PROBLEM STATEMENT — Below are the records; copy each line in which "Finished" occurs.

========

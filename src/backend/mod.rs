use std::sync::Arc;
use std::sync::mpsc::{Receiver, Sender};
use std::thread::JoinHandle;

use serde::{Deserialize, Serialize};

use crate::session::catalog::{LabelEntities, SchemaListing, TypeEntities};
use crate::session::record::SessionId;

pub mod http;

/// A connection target known to the backend.
#[derive(Debug, Clone, PartialEq, Eq, Serialize, Deserialize)]
pub struct DatabaseEntry {
    pub url: String,
}

/// Read side of the graph-data service, per selected database.
pub trait GraphBackend: Send + Sync {
    fn list_databases(&self) -> anyhow::Result<Vec<DatabaseEntry>>;
    fn list_schema(&self, database: &str) -> anyhow::Result<SchemaListing>;
    fn entities_for_label(&self, database: &str, label: &str) -> anyhow::Result<LabelEntities>;
    fn entities_for_type(&self, database: &str, rel_type: &str) -> anyhow::Result<TypeEntities>;
}

/// A catalog load the session manager asked for.
#[derive(Debug, Clone, PartialEq, Eq)]
pub struct FetchRequest {
    pub session: SessionId,
    pub database: String,
}

#[derive(Debug, Clone, PartialEq)]
pub enum FetchEventKind {
    Schema(SchemaListing),
    LabelEntities { label: String, entities: LabelEntities },
    TypeEntities { rel_type: String, entities: TypeEntities },
    SchemaFailed { reason: String },
    EntityFailed { key: String, reason: String },
    Finished,
}

/// One backend result, tagged with the tab and database it was fetched for.
#[derive(Debug, Clone, PartialEq)]
pub struct FetchEvent {
    pub session: SessionId,
    pub database: String,
    pub kind: FetchEventKind,
}

// Called by the GUI/shell when starting up to create the event pair
pub fn fetch_channel() -> (Sender<FetchEvent>, Receiver<FetchEvent>) {
    std::sync::mpsc::channel()
}

/// Load schema, then every label's and every type's entities, emitting
/// each result as soon as it is known. `emit` returning false (receiver
/// gone) stops the run early.
///
/// A failed label/type fetch is reported and skipped; a failed schema
/// fetch ends the run since there is nothing to iterate.
pub fn run_catalog_fetch(
    backend: &dyn GraphBackend,
    request: &FetchRequest,
    mut emit: impl FnMut(FetchEvent) -> bool,
) {
    let mut event = |kind: FetchEventKind| {
        emit(FetchEvent { session: request.session, database: request.database.clone(), kind })
    };

    let schema = match backend.list_schema(&request.database) {
        Ok(s) => s,
        Err(e) => {
            log::error!("list_schema({}) failed: {:#}", request.database, e);
            event(FetchEventKind::SchemaFailed { reason: format!("{:#}", e) });
            return;
        }
    };
    let labels = schema.labels.clone();
    let types = schema.relationship_types.clone();
    if !event(FetchEventKind::Schema(schema)) { return; }

    for label in labels {
        let kind = match backend.entities_for_label(&request.database, &label) {
            Ok(entities) => FetchEventKind::LabelEntities { label, entities },
            Err(e) => {
                log::error!("entities_for_label({}) failed: {:#}", label, e);
                FetchEventKind::EntityFailed { key: label, reason: format!("{:#}", e) }
            }
        };
        if !event(kind) { return; }
    }
    for rel_type in types {
        let kind = match backend.entities_for_type(&request.database, &rel_type) {
            Ok(entities) => FetchEventKind::TypeEntities { rel_type, entities },
            Err(e) => {
                log::error!("entities_for_type({}) failed: {:#}", rel_type, e);
                FetchEventKind::EntityFailed { key: rel_type, reason: format!("{:#}", e) }
            }
        };
        if !event(kind) { return; }
    }
    event(FetchEventKind::Finished);
}

/// Same as `run_catalog_fetch`, on a background thread feeding `tx`.
pub fn spawn_catalog_fetch(
    backend: Arc<dyn GraphBackend>,
    request: FetchRequest,
    tx: Sender<FetchEvent>,
) -> std::io::Result<JoinHandle<()>> {
    std::thread::Builder::new()
        .name(format!("catalog-fetch-{}", request.session))
        .spawn(move || {
            log::debug!("fetching catalog for session {} from {}", request.session, request.database);
            run_catalog_fetch(backend.as_ref(), &request, |ev| tx.send(ev).is_ok());
        })
}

========

RESPONSE AREA —
    Finished,
    event(FetchEventKind::Finished);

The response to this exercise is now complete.